Je retourne chez maman est par ailleurs encadré par deux autres films signés Cukor avec également Judy Holliday en tête d’affiche : Comment l’esprit vient aux femmes (1950) et Une femme qui s’affiche (1953).

Grâce à Comment l’esprit vient aux femmes (Cukor, 1950), Judy Holliday décrocha l’Oscar de la meilleure actrice

George Cukor, qui réalisa en 1939 avec Femmes un film au casting intégralement féminin (même le chien était une chienne, c’est pour dire…), fut un spécialiste des portraits de femmes à l’écran. Rien d’étonnant donc à ce que l’homme dirigeât les plus grandes stars et actrices tout au long d’une carrière qui couvre cinquante ans de cinéma américain (1930-1981).

Devant sa caméra ont ainsi défilé Katharine Hepburn, son actrice fétiche (Hérédité, 1932 ; Les quatre filles du docteur March, 1933 ; Sylvia Scarlett, 1935 ; Vacances, 1938 ; Indiscrétions, 1940 ; La flamme sacrée, 1942 ; Madame porte la culotte ; Mademoiselle Gagne-tout), Jean Harlow (Les invités de huit heures, 1933), Constance Bennett (Haute société, 1933), Norma Shearer (Roméo et Juliette, 1936 ; Femmes), Greta Garbo (Le roman de Marguerite Gautier, 1936 ; La femme aux deux visages, 1941), Claudette Colbert (Zaza, 1939), Joan Crawford (Femmes ; Susanne et ses idées, 1940 ; Il était une fois, 1941), Ingrid Bergman (Hantise, 1944), Deborah Kerr (Edouard mon fils, 1949), Lana Turner (Ma vie à moi, 1950), Jean Simmons (The Actress, 1953), Judy Garland (Une étoile est née, 1954), Ava Gardner (La croisée des destins, 1956), Anna Magnani (Car sauvage est le vent, 1957), Sophia Loren (La diablesse en collant rose, 1959), Marilyn Monroe (Le milliardaire, 1960), Audrey Hepburn (My Fair Lady, 1964), Anouk Aimée et Anna Karina (Justine, 1969), Elizabeth Taylor (L’oiseau bleu, 1976), Jacqueline Bisset et Candice Bergen (Riches et célèbres, 1981).
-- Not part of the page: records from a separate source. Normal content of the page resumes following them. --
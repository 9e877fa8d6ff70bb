//! Split writer.
//!
//! Encodes every row of one split into a TFRecord file, then writes the
//! `metadata.textproto` sidecar describing what was actually emitted. The
//! test split additionally gets a plain-text solution file holding the
//! withheld labels.

use crate::error::{ConvertError, Result};
use crate::matrix::{check_row_correspondence, FeatureMatrix, LabelMatrix};
use crate::metadata::{DatasetDescriptor, SplitKind};
use crate::record::{self, RecordWriter};
use serde::Serialize;
use std::fs::File;
use std::io::{BufWriter, Write};
use std::path::{Path, PathBuf};

/// What [`write_split`] produced.
#[derive(Debug, Clone, PartialEq, Serialize)]
pub struct SplitOutput {
    /// Descriptor with `sample_count` equal to `emitted`.
    pub descriptor: DatasetDescriptor,
    pub emitted: usize,
    pub record_path: PathBuf,
    pub metadata_path: PathBuf,
    /// Solution file, test split only.
    pub solution_path: Option<PathBuf>,
}

/// Record file name for a split, e.g. `sample-adult-train.tfrecord`.
pub fn record_file_name(dataset_name: &str, split: SplitKind) -> String {
    format!("sample-{dataset_name}-{split}.tfrecord")
}

/// Write `labels` as text: one row per line, values with one decimal,
/// separated by single spaces.
pub fn write_solution(path: &Path, labels: &LabelMatrix) -> Result<()> {
    let mut out = BufWriter::new(File::create(path)?);
    for row in labels.rows() {
        let line: Vec<String> = row.iter().map(|v| format!("{v:.1}")).collect();
        writeln!(out, "{}", line.join(" "))?;
    }
    out.flush()?;
    Ok(())
}

/// Write one split to `filepath`.
///
/// Rows are encoded in matrix order with identifiers starting at
/// `id_offset`; at most `max_examples` records are written. The sidecar is
/// written after the record file is closed and reports the emitted count.
/// For the test split the full label matrix is first saved as
/// `<dataset_name>.solution` next to `filepath`.
///
/// `features` and `labels` must already be merged and normalized, and
/// `descriptor.shape` must come from [`crate::shape::resolve`].
///
/// # Errors
///
/// Fails before any file is touched if the matrices do not correspond
/// row-for-row, if their density differs from the descriptor's, or if
/// sparse features are combined with `sequence_size != 1`.
pub fn write_split(
    filepath: &Path,
    descriptor: &DatasetDescriptor,
    features: &FeatureMatrix,
    labels: &LabelMatrix,
    id_offset: usize,
    max_examples: Option<usize>,
) -> Result<SplitOutput> {
    let split = descriptor.split;
    let sequence_size = descriptor.shape.sequence_size;

    check_row_correspondence(features, labels, split.as_str())?;
    if features.format() != descriptor.format {
        return Err(ConvertError::InconsistentData(format!(
            "{split} features are {:?} but the dataset is declared {:?}",
            features.format(),
            descriptor.format
        )));
    }
    if features.is_sparse() && sequence_size != 1 {
        return Err(record::sparse_sequence_error(sequence_size));
    }

    let dir = filepath.parent().unwrap_or_else(|| Path::new("."));

    let solution_path = if split.is_test() {
        let path = dir.join(format!("{}.solution", descriptor.dataset_name));
        log::debug!("Writing solutions to {}", path.display());
        write_solution(&path, labels)?;
        Some(path)
    } else {
        None
    };

    let limit = max_examples.unwrap_or(usize::MAX);
    let emitted = {
        let mut writer = RecordWriter::create(filepath)?;
        for (index, (row, label_row)) in features.rows().zip(labels.rows()).take(limit).enumerate() {
            let record = record::encode(
                row,
                label_row,
                index,
                id_offset,
                split.is_test(),
                sequence_size,
            )?;
            writer.write_record(&record.to_bytes())?;
        }
        let emitted = writer.records_written();
        writer.into_inner()?;
        emitted
    };

    let final_descriptor = descriptor.with_sample_count(emitted);
    let metadata_path = final_descriptor.write_sidecar(dir)?;

    log::info!(
        "Wrote {emitted} {split} records (of {}) to {}",
        features.n_rows(),
        filepath.display()
    );

    Ok(SplitOutput {
        descriptor: final_descriptor,
        emitted,
        record_path: filepath.to_path_buf(),
        metadata_path,
        solution_path,
    })
}

#[cfg(test)]
mod tests {
    use super::*;
    use crate::matrix::CsrMatrix;
    use crate::metadata::{build, StorageFormat};
    use crate::record::{FeaturePayload, Record, RecordReader};
    use crate::shape::TensorShape;
    use ndarray::array;
    use std::fs;
    use tempfile::TempDir;

    fn read_records(path: &Path) -> Vec<Record> {
        RecordReader::open(path)
            .unwrap()
            .map(|bytes| Record::from_bytes(&bytes.unwrap()).unwrap())
            .collect()
    }

    fn dense_descriptor(split: SplitKind, n: usize) -> DatasetDescriptor {
        build(split, TensorShape::flat(2), 2, n, "toy", StorageFormat::Dense)
    }

    #[test]
    fn test_solution_formatting() {
        let dir = TempDir::new().unwrap();
        let path = dir.path().join("toy.solution");
        write_solution(&path, &array![[1.0, 0.0], [0.26, 0.74]]).unwrap();
        assert_eq!(fs::read_to_string(path).unwrap(), "1.0 0.0\n0.3 0.7\n");
    }

    #[test]
    fn test_write_train_split() {
        let dir = TempDir::new().unwrap();
        let path = dir.path().join(record_file_name("toy", SplitKind::Train));
        let features = FeatureMatrix::Dense(array![[1.0, 2.0], [3.0, 4.0], [5.0, 6.0]]);
        let labels = array![[1.0, 0.0], [0.0, 1.0], [0.0, 1.0]];

        let out = write_split(
            &path,
            &dense_descriptor(SplitKind::Train, 3),
            &features,
            &labels,
            10,
            None,
        )
        .unwrap();
        assert_eq!(out.emitted, 3);
        assert!(out.solution_path.is_none());

        let records = read_records(&path);
        let ids: Vec<i64> = records.iter().map(|r| r.id).collect();
        assert_eq!(ids, vec![10, 11, 12]);
        assert_eq!(records[0].label_index, vec![0]);
        assert_eq!(records[2].label_index, vec![1]);
        assert_eq!(
            records[1].payload,
            FeaturePayload::Dense {
                frames: vec![vec![3.0, 4.0]]
            }
        );
    }

    #[test]
    fn test_truncation_updates_sidecar() {
        let dir = TempDir::new().unwrap();
        let path = dir.path().join("sample-toy-train.tfrecord");
        let features = FeatureMatrix::Dense(array![[1.0, 2.0], [3.0, 4.0], [5.0, 6.0]]);
        let labels = array![[1.0, 0.0], [0.0, 1.0], [0.0, 1.0]];

        let out = write_split(
            &path,
            &dense_descriptor(SplitKind::Train, 3),
            &features,
            &labels,
            0,
            Some(2),
        )
        .unwrap();
        assert_eq!(out.emitted, 2);
        assert_eq!(read_records(&path).len(), 2);
        let sidecar = fs::read_to_string(&out.metadata_path).unwrap();
        assert!(sidecar.contains("sample_count: 2\n"));
    }

    #[test]
    fn test_test_split_writes_solution_and_hides_labels() {
        let dir = TempDir::new().unwrap();
        let path = dir.path().join("sample-toy-test.tfrecord");
        let features = FeatureMatrix::Dense(array![[1.0, 2.0], [3.0, 4.0]]);
        let labels = array![[1.0, 0.0], [0.0, 1.0]];

        let out = write_split(
            &path,
            &dense_descriptor(SplitKind::Test, 2),
            &features,
            &labels,
            0,
            Some(1),
        )
        .unwrap();
        let solution = out.solution_path.unwrap();
        assert_eq!(solution, dir.path().join("toy.solution"));
        // the solution keeps every row even when records are truncated
        assert_eq!(fs::read_to_string(solution).unwrap(), "1.0 0.0\n0.0 1.0\n");

        let records = read_records(&path);
        assert_eq!(records.len(), 1);
        assert!(records[0].label_index.is_empty());
        assert!(records[0].label_score.is_empty());
    }

    #[test]
    fn test_sparse_sequence_rejected_before_io() {
        let dir = TempDir::new().unwrap();
        let path = dir.path().join("sample-toy-test.tfrecord");
        let features = FeatureMatrix::Sparse(
            CsrMatrix::from_rows(4, vec![vec![(0, 1.0)], vec![(3, 2.0)]]).unwrap(),
        );
        let descriptor = build(
            SplitKind::Test,
            TensorShape::new(2, 1, 2, 1),
            1,
            2,
            "toy",
            StorageFormat::Sparse,
        );

        let err = write_split(&path, &descriptor, &features, &array![[1.0], [0.0]], 0, None)
            .unwrap_err();
        assert!(err.is_configuration());
        assert_eq!(fs::read_dir(dir.path()).unwrap().count(), 0);
    }

    #[test]
    fn test_row_mismatch_rejected() {
        let dir = TempDir::new().unwrap();
        let path = dir.path().join("sample-toy-train.tfrecord");
        let features = FeatureMatrix::Dense(array![[1.0, 2.0]]);
        let err = write_split(
            &path,
            &dense_descriptor(SplitKind::Train, 1),
            &features,
            &array![[1.0, 0.0], [0.0, 1.0]],
            0,
            None,
        )
        .unwrap_err();
        assert!(matches!(err, ConvertError::InconsistentData(_)));
        assert!(!path.exists());
    }
}
//! Feature and label matrices.
//!
//! A [`FeatureMatrix`] is either dense (an `ndarray` matrix) or sparse
//! (compressed sparse rows). Density is a dataset-wide property: the two
//! kinds are never mixed, and stacking a dense matrix onto a sparse one is
//! rejected. Labels are always dense [`LabelMatrix`] values with one row per
//! example.

use crate::error::{ConvertError, Result};
use crate::metadata::StorageFormat;
use ndarray::{concatenate, Array2, ArrayView1, Axis};

/// Dense label matrix, one row per example, one column per class.
pub type LabelMatrix = Array2<f64>;

// ============================================================================
// Sparse storage
// ============================================================================

/// Compressed sparse row matrix.
///
/// Row `i` owns the entries `indptr[i]..indptr[i + 1]` of `indices` and
/// `data`; column indices inside a row are strictly increasing.
#[derive(Debug, Clone, PartialEq)]
pub struct CsrMatrix {
    n_cols: usize,
    indptr: Vec<usize>,
    indices: Vec<usize>,
    data: Vec<f64>,
}

impl CsrMatrix {
    /// An empty matrix with `n_cols` columns and no rows.
    pub fn empty(n_cols: usize) -> Self {
        Self {
            n_cols,
            indptr: vec![0],
            indices: Vec::new(),
            data: Vec::new(),
        }
    }

    /// Build from per-row `(column, value)` entries.
    ///
    /// Entries within a row may arrive in any order; they are sorted by
    /// column. Duplicate columns and columns `>= n_cols` are rejected.
    pub fn from_rows(n_cols: usize, rows: Vec<Vec<(usize, f64)>>) -> Result<Self> {
        let mut matrix = Self::empty(n_cols);
        for (row_idx, mut row) in rows.into_iter().enumerate() {
            row.sort_by_key(|&(col, _)| col);
            for pair in row.windows(2) {
                if pair[0].0 == pair[1].0 {
                    return Err(ConvertError::InconsistentData(format!(
                        "row {row_idx} has duplicate entries for column {}",
                        pair[0].0
                    )));
                }
            }
            if let Some(&(col, _)) = row.last() {
                if col >= n_cols {
                    return Err(ConvertError::InconsistentData(format!(
                        "row {row_idx} references column {col} but matrix has {n_cols} columns"
                    )));
                }
            }
            for (col, value) in row {
                matrix.indices.push(col);
                matrix.data.push(value);
            }
            matrix.indptr.push(matrix.indices.len());
        }
        Ok(matrix)
    }

    pub fn n_rows(&self) -> usize {
        self.indptr.len() - 1
    }

    pub fn n_cols(&self) -> usize {
        self.n_cols
    }

    /// Number of stored entries.
    pub fn nnz(&self) -> usize {
        self.data.len()
    }

    /// Column positions and values stored for row `i`.
    ///
    /// # Panics
    ///
    /// Panics if `i >= n_rows()`.
    pub fn row(&self, i: usize) -> (&[usize], &[f64]) {
        let (start, end) = (self.indptr[i], self.indptr[i + 1]);
        (&self.indices[start..end], &self.data[start..end])
    }

    /// Append the rows of `other` below the rows of `self`.
    pub fn vstack(&self, other: &CsrMatrix) -> Result<CsrMatrix> {
        if self.n_cols != other.n_cols {
            return Err(ConvertError::InconsistentData(format!(
                "cannot stack sparse matrices with {} and {} columns",
                self.n_cols, other.n_cols
            )));
        }
        let offset = self.nnz();
        let mut indptr = self.indptr.clone();
        indptr.extend(other.indptr[1..].iter().map(|&p| p + offset));

        let mut indices = self.indices.clone();
        indices.extend_from_slice(&other.indices);
        let mut data = self.data.clone();
        data.extend_from_slice(&other.data);

        Ok(CsrMatrix {
            n_cols: self.n_cols,
            indptr,
            indices,
            data,
        })
    }
}

// ============================================================================
// Feature matrix
// ============================================================================

/// One feature row borrowed from a [`FeatureMatrix`].
#[derive(Debug, Clone, Copy)]
pub enum FeatureRow<'a> {
    Dense(ArrayView1<'a, f64>),
    Sparse {
        indices: &'a [usize],
        values: &'a [f64],
    },
}

impl FeatureRow<'_> {
    pub fn is_sparse(&self) -> bool {
        matches!(self, FeatureRow::Sparse { .. })
    }
}

/// Uniform-width feature matrix, dense or sparse.
#[derive(Debug, Clone, PartialEq)]
pub enum FeatureMatrix {
    Dense(Array2<f64>),
    Sparse(CsrMatrix),
}

impl FeatureMatrix {
    /// An empty matrix of the given density and width.
    pub fn empty(format: StorageFormat, n_cols: usize) -> Self {
        match format {
            StorageFormat::Dense => FeatureMatrix::Dense(Array2::zeros((0, n_cols))),
            StorageFormat::Sparse => FeatureMatrix::Sparse(CsrMatrix::empty(n_cols)),
        }
    }

    pub fn n_rows(&self) -> usize {
        match self {
            FeatureMatrix::Dense(m) => m.nrows(),
            FeatureMatrix::Sparse(m) => m.n_rows(),
        }
    }

    /// Flat feature width shared by every row.
    pub fn n_cols(&self) -> usize {
        match self {
            FeatureMatrix::Dense(m) => m.ncols(),
            FeatureMatrix::Sparse(m) => m.n_cols(),
        }
    }

    pub fn is_empty(&self) -> bool {
        self.n_rows() == 0
    }

    pub fn is_sparse(&self) -> bool {
        matches!(self, FeatureMatrix::Sparse(_))
    }

    pub fn format(&self) -> StorageFormat {
        match self {
            FeatureMatrix::Dense(_) => StorageFormat::Dense,
            FeatureMatrix::Sparse(_) => StorageFormat::Sparse,
        }
    }

    /// Borrow row `i`.
    ///
    /// # Panics
    ///
    /// Panics if `i >= n_rows()`.
    pub fn row(&self, i: usize) -> FeatureRow<'_> {
        match self {
            FeatureMatrix::Dense(m) => FeatureRow::Dense(m.row(i)),
            FeatureMatrix::Sparse(m) => {
                let (indices, values) = m.row(i);
                FeatureRow::Sparse { indices, values }
            }
        }
    }

    /// Iterate rows in matrix order.
    pub fn rows(&self) -> impl Iterator<Item = FeatureRow<'_>> + '_ {
        (0..self.n_rows()).map(move |i| self.row(i))
    }

    /// Stack `other` below `self`, using sparse-aware stacking for CSR input.
    pub fn vstack(&self, other: &FeatureMatrix) -> Result<FeatureMatrix> {
        match (self, other) {
            (FeatureMatrix::Dense(a), FeatureMatrix::Dense(b)) => {
                if a.ncols() != b.ncols() {
                    return Err(ConvertError::InconsistentData(format!(
                        "cannot stack dense matrices with {} and {} columns",
                        a.ncols(),
                        b.ncols()
                    )));
                }
                let stacked = concatenate(Axis(0), &[a.view(), b.view()])
                    .map_err(|e| ConvertError::InconsistentData(e.to_string()))?;
                Ok(FeatureMatrix::Dense(stacked))
            }
            (FeatureMatrix::Sparse(a), FeatureMatrix::Sparse(b)) => {
                Ok(FeatureMatrix::Sparse(a.vstack(b)?))
            }
            _ => Err(ConvertError::InconsistentData(
                "cannot mix dense and sparse feature matrices within one dataset".to_string(),
            )),
        }
    }
}

// ============================================================================
// Train/validation merge
// ============================================================================

/// Check that a feature matrix and its label matrix correspond row-for-row.
pub fn check_row_correspondence(
    features: &FeatureMatrix,
    labels: &LabelMatrix,
    what: &str,
) -> Result<()> {
    if features.n_rows() != labels.nrows() {
        return Err(ConvertError::InconsistentData(format!(
            "{what}: {} feature rows but {} label rows",
            features.n_rows(),
            labels.nrows()
        )));
    }
    Ok(())
}

/// Merge the training and validation matrices into the `train` split.
///
/// Validation rows are appended after training rows. An empty validation
/// matrix leaves the training matrices unchanged.
pub fn merge_train_valid(
    x_train: &FeatureMatrix,
    y_train: &LabelMatrix,
    x_valid: &FeatureMatrix,
    y_valid: &LabelMatrix,
) -> Result<(FeatureMatrix, LabelMatrix)> {
    check_row_correspondence(x_train, y_train, "train")?;
    if x_valid.is_empty() {
        return Ok((x_train.clone(), y_train.clone()));
    }
    check_row_correspondence(x_valid, y_valid, "valid")?;

    if y_train.ncols() != y_valid.ncols() {
        return Err(ConvertError::InconsistentData(format!(
            "train labels have {} columns but valid labels have {}",
            y_train.ncols(),
            y_valid.ncols()
        )));
    }

    let features = x_train.vstack(x_valid)?;
    let labels = concatenate(Axis(0), &[y_train.view(), y_valid.view()])
        .map_err(|e| ConvertError::InconsistentData(e.to_string()))?;
    Ok((features, labels))
}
Quel palmarès !

Avec Candice Bergen et Jacqueline Bisset, Riches et célèbres (1981) est le dernier film signé pour le cinéma par George Cukor, alors âgé de 82 ans

Je retourne chez maman, l’histoire : En audience de conciliation, un couple sur le point de divorcer (Judy Holliday et Aldo Ray) se remémore le passé, et notamment la mort accidentelle d’une fillette. Le juge arrive à les réconcilier et les deux époux prennent un nouveau départ. Avec une histoire pareille, normal que le film oscille constamment entre comédie débridée et tragédie…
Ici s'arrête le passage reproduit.